◆ Given records
impl LearningEngine {
    /// Validate parameters.
    ///
    /// # Errors
    /// Returns `PsycheError::Config` if α is outside `(0, 1]`, capacity is
    /// zero, or a threshold is outside `[0, 1]`.
    pub fn new(params: LearningParams) -> Result<Self> {
        if !(params.alpha > 0.0 && params.alpha <= 1.0) {
            return Err(PsycheError::Config(format!(
                "learning alpha must be in (0, 1], got {}",
                params.alpha
            )));
        }
        if params.capacity == 0 {
            return Err(PsycheError::Config("learning capacity must be positive".into()));
        }
        for (name, value) in [
            ("similarity_threshold", params.similarity_threshold),
            ("strong_threshold", params.strong_threshold),
            ("initial_confidence", params.initial_confidence),
            ("success_threshold", params.success_threshold),
            ("application_threshold", params.application_threshold),
        ] {
            if !(0.0..=1.0).contains(&value) {
                return Err(PsycheError::Config(format!(
                    "learning {name} must be in [0, 1], got {value}"
                )));
            }
        }
        Ok(Self { params })
    }

    /// Engine parameters.
    #[must_use]
    pub fn params(&self) -> LearningParams {
        self.params
    }

    /// Most similar pattern in `category` at or above the similarity threshold.
    #[must_use]
    pub fn find<'s>(
        &self,
        store: &'s PatternStore,
        category: LearningCategory,
        fingerprint: &Fingerprint,
    ) -> Option<&'s LearnedPattern> {
        self.best_match(store, category, fingerprint)
            .map(|i| &store.patterns[i])
    }

    fn best_match(
        &self,
        store: &PatternStore,
        category: LearningCategory,
        fingerprint: &Fingerprint,
    ) -> Option<usize> {
        store
            .patterns
            .iter()
            .enumerate()
            .filter(|(_, p)| p.category == category)
            .map(|(i, p)| (i, p.fingerprint.similarity(fingerprint)))
            .filter(|(_, s)| *s >= self.params.similarity_threshold)
            .max_by(|(ia, a), (ib, b)| {
                OrderedFloat(*a)
                    .cmp(&OrderedFloat(*b))
                    .then_with(|| ib.cmp(ia))
            })
            .map(|(i, _)| i)
    }

    /// Fold one observation into the store. Returns `None` when learning is
    /// disabled.
    pub fn observe(
        &self,
        store: &mut PatternStore,
        observation: &Observation,
        now: DateTime<Utc>,
    ) -> Option<LearningUpdate> {
        if !store.enabled {
            return None;
        }
        let signal = if observation.signal.is_nan() {
            0.0
        } else {
            observation.signal.clamp(0.0, 1.0)
        };
        let success = signal >= self.params.success_threshold;

        if let Some(i) = self.best_match(store, observation.category, &observation.fingerprint) {
            let pattern = &mut store.patterns[i];
            self.reinforce(pattern, signal, success, now);
            return Some(LearningUpdate::Reinforced {
                id: pattern.id,
                confidence: pattern.confidence,
            });
        }

        let mut pattern = LearnedPattern {
            id: PatternId::new(),
            category: observation.category,
            fingerprint: observation.fingerprint.clone(),
            description: observation.description.clone(),
            confidence: self.params.initial_confidence,
            reinforcement_count: 0,
            positive_count: 0,
            success_rate: 0.0,
            created_at: now,
            last_updated: now,
        };
        self.reinforce(&mut pattern, signal, success, now);
        let id = pattern.id;
        store.patterns.push(pattern);
        let evicted = self.evict(store, id);
        Some(LearningUpdate::Created { id, evicted })
    }

    fn reinforce(
        &self,
        pattern: &mut LearnedPattern,
        signal: f64,
        success: bool,
        now: DateTime<Utc>,
    ) {
        let updated = pattern.confidence + self.params.alpha * (signal - pattern.confidence);
        pattern.confidence = updated.clamp(0.0, 1.0);
        pattern.reinforcement_count = pattern.reinforcement_count.saturating_add(1);
        if success {
            pattern.positive_count = pattern.positive_count.saturating_add(1);
        }
        pattern.success_rate =
            f64::from(pattern.positive_count) / f64::from(pattern.reinforcement_count);
        pattern.last_updated = now;
    }

    /// Evict the weakest patterns until within capacity, never the one just
    /// added. Ties go to the least recently updated.
    fn evict(&self, store: &mut PatternStore, keep: PatternId) -> usize {
        let mut evicted = 0;
        while store.patterns.len() > self.params.capacity {
            let weakest = store
                .patterns
                .iter()
                .enumerate()
                .filter(|(_, p)| p.id != keep)
                .min_by(|(_, a), (_, b)| {
                    OrderedFloat(a.strength())
                        .cmp(&OrderedFloat(b.strength()))
                        .then_with(|| a.last_updated.cmp(&b.last_updated))
                })
                .map(|(i, _)| i);
            let Some(i) = weakest else { break };
            let removed = store.patterns.remove(i);
            debug!(pattern = %removed.id, strength = removed.strength(), "Evicted learned pattern");
            evicted += 1;
        }
        evicted
    }

    /// Clear the store. With `keep_strong`, patterns whose confidence is above
    /// the strong threshold survive.
    pub fn reset(&self, store: &mut PatternStore, keep_strong: bool) {
        if keep_strong {
            store
                .patterns
                .retain(|p| p.confidence > self.params.strong_threshold);
        } else {
            store.patterns.clear();
        }
    }

    /// Per-style utility bias from confident behavioral patterns:
    /// `adaptation_strength * (success_rate - 0.5) * confidence`, summed over
    /// patterns whose `action_style` feature names the style.
    #[must_use]
    pub fn style_biases(&self, store: &PatternStore, styles: &[ActionStyle]) -> Vec<f64> {
        let mut biases = vec![0.0; styles.len()];
        if !store.enabled || self.params.adaptation_strength == 0.0 {
            return biases;
        }
        for pattern in store.patterns.iter().filter(|p| {
            p.category == LearningCategory::BehavioralPattern
                && p.confidence >= self.params.application_threshold
        }) {
            let Some(style) = pattern.fingerprint.get("action_style") else {
                continue;
            };
            if let Some(i) = styles.iter().position(|s| s.as_str() == style) {
                let lean = pattern.success_rate - 0.5;
                biases[i] += self.params.adaptation_strength * lean * pattern.confidence;
            }
        }
        biases
    }

    /// Summarize the store.
    #[must_use]
    pub fn summary(&self, store: &PatternStore) -> LearningSummary {
        let mut by_category = BTreeMap::new();
        for p in &store.patterns {
            *by_category.entry(p.category).or_default() += 1;
        }

        let mut strongest: Vec<&LearnedPattern> = store.patterns.iter().collect();
        strongest.sort_by_key(|p| std::cmp::Reverse(OrderedFloat(p.strength())));
        let mut reinforced: Vec<&LearnedPattern> = store.patterns.iter().collect();
        reinforced.sort_by_key(|p| std::cmp::Reverse(p.reinforcement_count));

        let total = store.patterns.len();
        let average_confidence = if total == 0 {
            0.0
        } else {
            store.patterns.iter().map(|p| p.confidence).sum::<f64>() / total as f64
        };

        LearningSummary {
            total,
            by_category,
            strongest: strongest
                .into_iter()
                .take(5)
                .map(|p| (p.description.clone(), p.strength()))
                .collect(),
            most_reinforced: reinforced
                .into_iter()
                .take(3)
                .map(|p| (p.description.clone(), p.reinforcement_count))
                .collect(),
            total_reinforcements: store
                .patterns
                .iter()
                .map(|p| u64::from(p.reinforcement_count))
                .sum(),
            average_confidence,
        }
    }
}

◆ Exercise instructions
Please copy every line of the data that carries the string "styles".

◆ Task solution
    pub fn style_biases(&self, store: &PatternStore, styles: &[ActionStyle]) -> Vec<f64> {
        let mut biases = vec![0.0; styles.len()];
            if let Some(i) = styles.iter().position(|s| s.as_str() == style) {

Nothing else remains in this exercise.